Dia menerangkan, saat dana murah, dana mudah, dan hampir dana gratis serta likuiditas perbankan berlimpah, maka keberadaan dari industri dan pelaku usaha jasa keuangan digital tidak harus terlalu memerhatikan aspek keuntungan prospek dan kesehatan dari kondisinya.
"Jadi yang diperhatikan itu hanya top line berapa besar, akan tumbuh berapa besar, akan mencapai target yang ditentukan, apalagi oleh iming-iming investasi yang series berikutnya menuju kepada unicorn, IPO dan seterusnya," jelasnya.
Namun saat ini, tambah Mahendra, industri dan pelaku usaha jasa keuangan digital diharuskan untuk tidak hanya melihat aspek top line, tapi juga harus melihat bottom line. Harus melihat keberlanjutan dalam jangka panjang dari kacamata bisnisnya, dari kacamata provitability-nya, sekaligus berkelanjutan.

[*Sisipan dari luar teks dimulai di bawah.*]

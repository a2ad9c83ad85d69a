//! Command-line interface for the terminal game.

use clap::{Parser, ValueEnum};
use tictactoe_engine::{Mark, Opponent, RuleMode};

/// Tic-tac-toe in the terminal
#[derive(Parser, Debug)]
#[command(name = "tictactoe")]
#[command(about = "Classic and limited-moves tic-tac-toe, alone or against the computer", long_about = None)]
#[command(version)]
pub struct Cli {
    /// Rule set to play
    #[arg(short, long, value_enum, default_value_t = ModeArg::Classic)]
    pub mode: ModeArg,

    /// Who plays the second mark
    #[arg(short, long, value_enum, default_value_t = OpponentArg::Human)]
    pub opponent: OpponentArg,

    /// Let the computer play X and move first
    #[arg(long)]
    pub computer_first: bool,

    /// Name for the X player (at most 10 characters)
    #[arg(long)]
    pub player_x: Option<String>,

    /// Name for the O player (at most 10 characters)
    #[arg(long)]
    pub player_o: Option<String>,

    /// Path to a TOML config file
    #[arg(short, long)]
    pub config: Option<std::path::PathBuf>,
}

/// Rule set selection.
#[derive(ValueEnum, Debug, Clone, Copy, PartialEq, Eq)]
pub enum ModeArg {
    /// Standard rules
    Classic,
    /// Each mark keeps only its last three cells
    Limited,
}

impl From<ModeArg> for RuleMode {
    fn from(mode: ModeArg) -> Self {
        match mode {
            ModeArg::Classic => RuleMode::Classic,
            ModeArg::Limited => RuleMode::Limited,
        }
    }
}

/// Opponent selection.
#[derive(ValueEnum, Debug, Clone, Copy, PartialEq, Eq)]
pub enum OpponentArg {
    /// Two players share the keyboard
    Human,
    /// Play against the minimax computer
    Computer,
}

impl Cli {
    /// The engine rule mode.
    pub fn rule_mode(&self) -> RuleMode {
        self.mode.into()
    }

    /// The engine opponent, honoring `--computer-first`.
    pub fn opponent(&self) -> Opponent {
        match (self.opponent, self.computer_first) {
            (OpponentArg::Human, _) => Opponent::Human,
            (OpponentArg::Computer, false) => Opponent::Computer(Mark::O),
            (OpponentArg::Computer, true) => Opponent::Computer(Mark::X),
        }
    }
}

"Di sini kunci dari pengawasan yang dalam hal ini termasuk dilakukan oleh OJK kepada pengawasan mikro prudential, yaitu masing-masing perusahaan maupun industri di sektor jasa keuangan," jelasnya.
Mahendra mencontohkan, banyak negara di dunia perlakuan terhadap bank digital ataupun industri keuangan digital itu berbeda dengan pengawasan dan perangkat pengaturan yang diberlakukan kepada bank yang konvensional atau industri konvensional.